> [Directions for this task]:
Give back only the lines in the records below from the one with "assert!(system" to the one with "async fn empty_or_failed_completion_is_a_failure()", both inclusive, word for word.
[Supplied records Boundary: Start]
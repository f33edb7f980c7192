use super::prompts::{self, MAX_CONTEXT_SNIPPETS};
use super::recovery::{collapse_whitespace, strip_urls, UrlCollector};
use super::{Reasoning, ReasoningOutcome};
use crate::search::SearchHit;
use crate::services::CompletionModel;

/// Context assembled once, one completion call.
pub(crate) async fn run(
    model: &dyn CompletionModel,
    default_target: &str,
    task: &str,
    hits: &[SearchHit],
) -> Reasoning {
    let system = prompts::single_shot_system(default_target);
    let user = prompts::single_shot_user(task, &prompts::render_context(hits));

    let mut urls = UrlCollector::default();
    for hit in hits.iter().take(MAX_CONTEXT_SNIPPETS) {
        urls.push(&hit.url);
    }

    let raw = match model.complete(&system, &user).await {
        Ok(raw) => raw,
        Err(e) => {
            tracing::warn!(target: "taskpilot::reasoning", error = %e, "single-shot completion failed");
            return Reasoning::failed(task, &e.to_string());
        }
    };
    let text = collapse_whitespace(&strip_urls(&raw));
    if text.is_empty() {
        return Reasoning::failed(task, "completion returned no text");
    }
    Reasoning {
        text,
        source_urls: urls.into_vec(),
        outcome: ReasoningOutcome::Completed,
        rounds: 1,
    }
}

#[cfg(test)]
mod tests {
    use super::*;
    use crate::testing::ScriptedModel;

    fn hit(n: usize) -> SearchHit {
        SearchHit {
            url: format!("https://www.feishu.cn/hc/zh-CN/articles/{}", n),
            title: format!("Article {}", n),
            summary: format!("summary {}", n),
            is_official: true,
            score: 120,
        }
    }

    #[tokio::test]
    async fn output_is_cleaned_and_sources_capped() {
        let model = ScriptedModel::new().otherwise(
            "1. Left-click Docs in the sidebar\n\n2. Open the shared document https://www.feishu.cn/hc/x\n3. Verify the title",
        );
        let hits: Vec<SearchHit> = (1..=7).map(hit).collect();
        let result = run(&model, "文件传输助手", "open shared document", &hits).await;

        assert_eq!(result.outcome, ReasoningOutcome::Completed);
        assert_eq!(
            result.text,
            "1. Left-click Docs in the sidebar 2. Open the shared document 3. Verify the title"
        );
        assert_eq!(result.source_urls.len(), MAX_CONTEXT_SNIPPETS);

        let (system, user) = &model.calls()[0];
        assert!(system.contains("文件传输助手"));
        assert!(user.contains("[Original test point]\nopen shared document"));
        assert!(user.contains("Article 5"));
        assert!(!user.contains("Article 6"));
    }

    #[tokio::test]
    async fn empty_or_failed_completion_is_a_failure() {
        let blank = ScriptedModel::new().otherwise("   https://only.a/link  ");
        let result = run(&blank, "t", "pin a message", &[]).await;
        assert_eq!(result.outcome, ReasoningOutcome::Failed);
        assert!(result.text.contains("pin a message"));

        let broken = ScriptedModel::failing();
        let result = run(&broken, "t", "pin a message", &[]).await;
        assert_eq!(result.outcome, ReasoningOutcome::Failed);
        assert!(result.text.contains("no scripted reply"));
    }
}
[Supplied records Boundary: End]
> [Task result]:
        assert!(system.contains("文件传输助手"));
        assert!(user.contains("[Original test point]\nopen shared document"));
        assert!(user.contains("Article 5"));
        assert!(!user.contains("Article 6"));
    }

    #[tokio::test]
    async fn empty_or_failed_completion_is_a_failure() {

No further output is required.